Compared to Swiss nationals, migrants from Portugal, Turkey, Serbia, Kosovo and Italy had a higher risk of overweight or obesity as compared to normal weight. In contrast, German and Swiss nationals did not significantly differ in their weight status. This finding is in agreement with previous studies which studied migrants in Austria and Switzerland [25,26,28]. However, these studies were referring to nationals of the former Republic of Yugoslavia and were not able to differentiate between Serbs and Kosovans.

Similarly, studies reported that overweight is more common among Turkish migrants as compared to the Dutch or Swedish population [14,16].

The highest risk of overweight/obesity was found for migrants from the Kosovo and Serbia while migrants from Serbia had the highest risk of obesity. German and Portuguese nationals always exhibited the lowest risk of overweight and obesity with regard to all other nonSwiss nationals and Turkish nationals were in-between Portuguese nationals and nationals form Serbia and Kosovo. Substantial differences in the risk of over-weight/ obesity and obesity exist between Swiss nationals and migrants which cannot be attributed to age, gender, socio-economic status, dwelling zone or differences in the demographic structure of the migrant and host population since we adjusted for these factors. Moreover our results suggest that differences in weight status between migrant groups and host population may be quite persistent. Unlike many other studies [13,27,39-41], we did not find that acculturation (length of residence) was significantly associated with weight status. That is, migrants in Switzerland seem to preserve their dietary practices.

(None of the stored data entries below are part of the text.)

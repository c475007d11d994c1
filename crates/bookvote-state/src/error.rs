//! Error types for the bookvote state store.

use thiserror::Error;

/// Result type alias for state store operations.
pub type StateResult<T> = Result<T, StateError>;

/// Errors that can occur during state store operations.
#[derive(Debug, Error)]
pub enum StateError {
    #[error("failed to open database: {0}")]
    Open(String),

    #[error("database file is corrupted: {0}")]
    Corrupted(String),

    #[error("transaction error: {0}")]
    Transaction(String),

    #[error("table error: {0}")]
    Table(String),

    #[error("read error: {0}")]
    Read(String),

    #[error("write error: {0}")]
    Write(String),

    #[error("serialization error: {0}")]
    Serialize(String),

    #[error("io error: {0}")]
    Io(#[from] std::io::Error),
}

This study has several limitations. First, data on BMI is derived from self-reported weight and height; respondents tend to overestimate their height and underestimate their weight, leading to under-reporting of BMI values [42,43]. Second, the limitations of the SMHS data did not allow a detailed investigation of the sources which structured the differences in the reported odds of overweight and obesity. Future studies may therefore want to focus on differences in dietary intake or food preferences between migrants and host country population.

In sum, our findings suggest that the risk of overweight and obesity among migrants from Portugal, Turkey, Serbia, Kosovo and Italy is higher as compared to Swiss nationals. Furthermore the risk of overweight and obesity is also substantially higher for persons with low education levels. Preventive strategies and initiatives should take into account the specific needs of migrants and individuals with low education, i.e. flyers and media messages should be translated into the native languages of the most prevalent migrant groups and the central messages should be clear and easy to understand.